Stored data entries
--
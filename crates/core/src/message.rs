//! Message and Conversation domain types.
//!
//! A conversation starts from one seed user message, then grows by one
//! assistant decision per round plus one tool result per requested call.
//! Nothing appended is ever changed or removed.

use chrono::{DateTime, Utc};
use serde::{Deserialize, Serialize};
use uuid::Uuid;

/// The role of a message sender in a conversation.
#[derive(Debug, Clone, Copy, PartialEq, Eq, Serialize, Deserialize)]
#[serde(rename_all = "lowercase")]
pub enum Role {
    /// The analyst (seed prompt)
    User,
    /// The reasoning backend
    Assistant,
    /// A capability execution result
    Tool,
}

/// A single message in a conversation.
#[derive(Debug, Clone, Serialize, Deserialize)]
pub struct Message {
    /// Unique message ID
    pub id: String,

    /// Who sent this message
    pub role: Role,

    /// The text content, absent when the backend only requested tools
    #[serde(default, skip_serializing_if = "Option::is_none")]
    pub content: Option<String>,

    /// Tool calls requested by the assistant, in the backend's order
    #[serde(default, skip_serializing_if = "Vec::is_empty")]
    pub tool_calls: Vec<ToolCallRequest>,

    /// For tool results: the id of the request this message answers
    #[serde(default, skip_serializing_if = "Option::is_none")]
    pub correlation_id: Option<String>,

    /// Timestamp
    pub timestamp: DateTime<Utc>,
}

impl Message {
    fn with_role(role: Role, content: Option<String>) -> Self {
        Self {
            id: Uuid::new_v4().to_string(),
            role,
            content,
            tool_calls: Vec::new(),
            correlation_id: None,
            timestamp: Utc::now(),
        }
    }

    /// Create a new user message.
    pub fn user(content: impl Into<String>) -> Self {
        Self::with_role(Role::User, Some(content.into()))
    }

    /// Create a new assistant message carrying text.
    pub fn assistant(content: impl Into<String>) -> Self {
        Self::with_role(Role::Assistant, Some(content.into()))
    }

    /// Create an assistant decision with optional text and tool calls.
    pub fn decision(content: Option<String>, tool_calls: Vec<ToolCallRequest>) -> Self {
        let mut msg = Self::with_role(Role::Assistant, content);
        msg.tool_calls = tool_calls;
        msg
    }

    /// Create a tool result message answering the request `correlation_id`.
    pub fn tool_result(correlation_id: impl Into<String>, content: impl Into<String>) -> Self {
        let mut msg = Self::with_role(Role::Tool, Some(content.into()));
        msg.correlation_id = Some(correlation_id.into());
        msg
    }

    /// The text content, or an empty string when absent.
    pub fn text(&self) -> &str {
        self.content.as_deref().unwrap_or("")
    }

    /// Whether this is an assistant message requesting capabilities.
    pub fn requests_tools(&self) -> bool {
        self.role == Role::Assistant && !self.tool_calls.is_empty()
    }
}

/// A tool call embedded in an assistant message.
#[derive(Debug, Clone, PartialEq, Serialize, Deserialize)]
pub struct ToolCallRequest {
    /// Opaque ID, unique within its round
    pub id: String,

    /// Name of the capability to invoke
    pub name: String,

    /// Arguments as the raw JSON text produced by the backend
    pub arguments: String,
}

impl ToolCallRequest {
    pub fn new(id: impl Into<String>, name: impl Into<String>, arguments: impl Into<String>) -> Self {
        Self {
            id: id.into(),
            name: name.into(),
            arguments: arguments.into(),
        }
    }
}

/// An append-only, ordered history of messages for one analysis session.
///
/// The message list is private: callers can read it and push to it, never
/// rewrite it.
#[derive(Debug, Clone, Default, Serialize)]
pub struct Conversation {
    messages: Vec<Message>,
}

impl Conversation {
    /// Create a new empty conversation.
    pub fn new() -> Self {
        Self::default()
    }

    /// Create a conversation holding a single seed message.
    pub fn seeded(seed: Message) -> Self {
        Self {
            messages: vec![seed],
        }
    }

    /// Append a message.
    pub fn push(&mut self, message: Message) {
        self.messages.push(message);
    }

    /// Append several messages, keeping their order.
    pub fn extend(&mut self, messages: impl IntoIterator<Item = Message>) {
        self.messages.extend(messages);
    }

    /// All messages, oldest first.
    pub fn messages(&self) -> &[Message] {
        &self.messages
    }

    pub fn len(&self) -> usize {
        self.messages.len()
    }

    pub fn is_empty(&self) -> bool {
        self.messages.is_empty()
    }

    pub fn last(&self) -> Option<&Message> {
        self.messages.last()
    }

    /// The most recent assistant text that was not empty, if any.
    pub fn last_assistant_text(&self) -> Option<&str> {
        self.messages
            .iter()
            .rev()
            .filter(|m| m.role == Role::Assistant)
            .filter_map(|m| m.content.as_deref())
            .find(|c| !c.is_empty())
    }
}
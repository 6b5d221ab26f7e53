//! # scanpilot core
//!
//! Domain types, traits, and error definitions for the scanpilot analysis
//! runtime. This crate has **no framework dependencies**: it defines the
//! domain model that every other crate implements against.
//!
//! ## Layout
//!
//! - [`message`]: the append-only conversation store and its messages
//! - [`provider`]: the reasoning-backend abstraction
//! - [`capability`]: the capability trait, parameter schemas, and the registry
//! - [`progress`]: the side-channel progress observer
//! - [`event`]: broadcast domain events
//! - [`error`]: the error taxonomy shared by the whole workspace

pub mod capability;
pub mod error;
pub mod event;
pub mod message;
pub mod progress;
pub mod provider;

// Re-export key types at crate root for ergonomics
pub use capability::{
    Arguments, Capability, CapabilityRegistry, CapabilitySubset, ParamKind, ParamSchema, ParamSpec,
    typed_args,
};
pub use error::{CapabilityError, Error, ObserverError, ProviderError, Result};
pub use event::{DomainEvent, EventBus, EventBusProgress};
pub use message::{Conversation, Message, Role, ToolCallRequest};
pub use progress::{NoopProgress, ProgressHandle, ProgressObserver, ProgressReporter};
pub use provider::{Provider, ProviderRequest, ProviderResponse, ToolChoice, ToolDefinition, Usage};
--
▶ What the exercise asks
All of the data above should be reproduced exactly, with nothing left out.

▶ Answer to the exercise
filename crates/core/src/message.rs
//! Message and Conversation domain types.
//!
//! A conversation starts from one seed user message, then grows by one
//! assistant decision per round plus one tool result per requested call.
//! Nothing appended is ever changed or removed.

use chrono::{DateTime, Utc};
use serde::{Deserialize, Serialize};
use uuid::Uuid;

/// The role of a message sender in a conversation.
#[derive(Debug, Clone, Copy, PartialEq, Eq, Serialize, Deserialize)]
#[serde(rename_all = "lowercase")]
pub enum Role {
    /// The analyst (seed prompt)
    User,
    /// The reasoning backend
    Assistant,
    /// A capability execution result
    Tool,
}

/// A single message in a conversation.
#[derive(Debug, Clone, Serialize, Deserialize)]
pub struct Message {
    /// Unique message ID
    pub id: String,

    /// Who sent this message
    pub role: Role,

    /// The text content, absent when the backend only requested tools
    #[serde(default, skip_serializing_if = "Option::is_none")]
    pub content: Option<String>,

    /// Tool calls requested by the assistant, in the backend's order
    #[serde(default, skip_serializing_if = "Vec::is_empty")]
    pub tool_calls: Vec<ToolCallRequest>,

    /// For tool results: the id of the request this message answers
    #[serde(default, skip_serializing_if = "Option::is_none")]
    pub correlation_id: Option<String>,

    /// Timestamp
    pub timestamp: DateTime<Utc>,
}

impl Message {
    fn with_role(role: Role, content: Option<String>) -> Self {
        Self {
            id: Uuid::new_v4().to_string(),
            role,
            content,
            tool_calls: Vec::new(),
            correlation_id: None,
            timestamp: Utc::now(),
        }
    }

    /// Create a new user message.
    pub fn user(content: impl Into<String>) -> Self {
        Self::with_role(Role::User, Some(content.into()))
    }

    /// Create a new assistant message carrying text.
    pub fn assistant(content: impl Into<String>) -> Self {
        Self::with_role(Role::Assistant, Some(content.into()))
    }

    /// Create an assistant decision with optional text and tool calls.
    pub fn decision(content: Option<String>, tool_calls: Vec<ToolCallRequest>) -> Self {
        let mut msg = Self::with_role(Role::Assistant, content);
        msg.tool_calls = tool_calls;
        msg
    }

    /// Create a tool result message answering the request `correlation_id`.
    pub fn tool_result(correlation_id: impl Into<String>, content: impl Into<String>) -> Self {
        let mut msg = Self::with_role(Role::Tool, Some(content.into()));
        msg.correlation_id = Some(correlation_id.into());
        msg
    }

    /// The text content, or an empty string when absent.
    pub fn text(&self) -> &str {
        self.content.as_deref().unwrap_or("")
    }

    /// Whether this is an assistant message requesting capabilities.
    pub fn requests_tools(&self) -> bool {
        self.role == Role::Assistant && !self.tool_calls.is_empty()
    }
}

/// A tool call embedded in an assistant message.
#[derive(Debug, Clone, PartialEq, Serialize, Deserialize)]
pub struct ToolCallRequest {
    /// Opaque ID, unique within its round
    pub id: String,

    /// Name of the capability to invoke
    pub name: String,

    /// Arguments as the raw JSON text produced by the backend
    pub arguments: String,
}

impl ToolCallRequest {
    pub fn new(id: impl Into<String>, name: impl Into<String>, arguments: impl Into<String>) -> Self {
        Self {
            id: id.into(),
            name: name.into(),
            arguments: arguments.into(),
        }
    }
}

/// An append-only, ordered history of messages for one analysis session.
///
/// The message list is private: callers can read it and push to it, never
/// rewrite it.
#[derive(Debug, Clone, Default, Serialize)]
pub struct Conversation {
    messages: Vec<Message>,
}

impl Conversation {
    /// Create a new empty conversation.
    pub fn new() -> Self {
        Self::default()
    }

    /// Create a conversation holding a single seed message.
    pub fn seeded(seed: Message) -> Self {
        Self {
            messages: vec![seed],
        }
    }

    /// Append a message.
    pub fn push(&mut self, message: Message) {
        self.messages.push(message);
    }

    /// Append several messages, keeping their order.
    pub fn extend(&mut self, messages: impl IntoIterator<Item = Message>) {
        self.messages.extend(messages);
    }

    /// All messages, oldest first.
    pub fn messages(&self) -> &[Message] {
        &self.messages
    }

    pub fn len(&self) -> usize {
        self.messages.len()
    }

    pub fn is_empty(&self) -> bool {
        self.messages.is_empty()
    }

    pub fn last(&self) -> Option<&Message> {
        self.messages.last()
    }

    /// The most recent assistant text that was not empty, if any.
    pub fn last_assistant_text(&self) -> Option<&str> {
        self.messages
            .iter()
            .rev()
            .filter(|m| m.role == Role::Assistant)
            .filter_map(|m| m.content.as_deref())
            .find(|c| !c.is_empty())
    }
}
repository 6b5d221ab26f7e53
//! # scanpilot core
//!
//! Domain types, traits, and error definitions for the scanpilot analysis
//! runtime. This crate has **no framework dependencies**: it defines the
//! domain model that every other crate implements against.
//!
//! ## Layout
//!
//! - [`message`]: the append-only conversation store and its messages
//! - [`provider`]: the reasoning-backend abstraction
//! - [`capability`]: the capability trait, parameter schemas, and the registry
//! - [`progress`]: the side-channel progress observer
//! - [`event`]: broadcast domain events
//! - [`error`]: the error taxonomy shared by the whole workspace

pub mod capability;
pub mod error;
pub mod event;
pub mod message;
pub mod progress;
pub mod provider;

// Re-export key types at crate root for ergonomics
pub use capability::{
    Arguments, Capability, CapabilityRegistry, CapabilitySubset, ParamKind, ParamSchema, ParamSpec,
    typed_args,
};
pub use error::{CapabilityError, Error, ObserverError, ProviderError, Result};
pub use event::{DomainEvent, EventBus, EventBusProgress};
pub use message::{Conversation, Message, Role, ToolCallRequest};
pub use progress::{NoopProgress, ProgressHandle, ProgressObserver, ProgressReporter};
pub use provider::{Provider, ProviderRequest, ProviderResponse, ToolChoice, ToolDefinition, Usage};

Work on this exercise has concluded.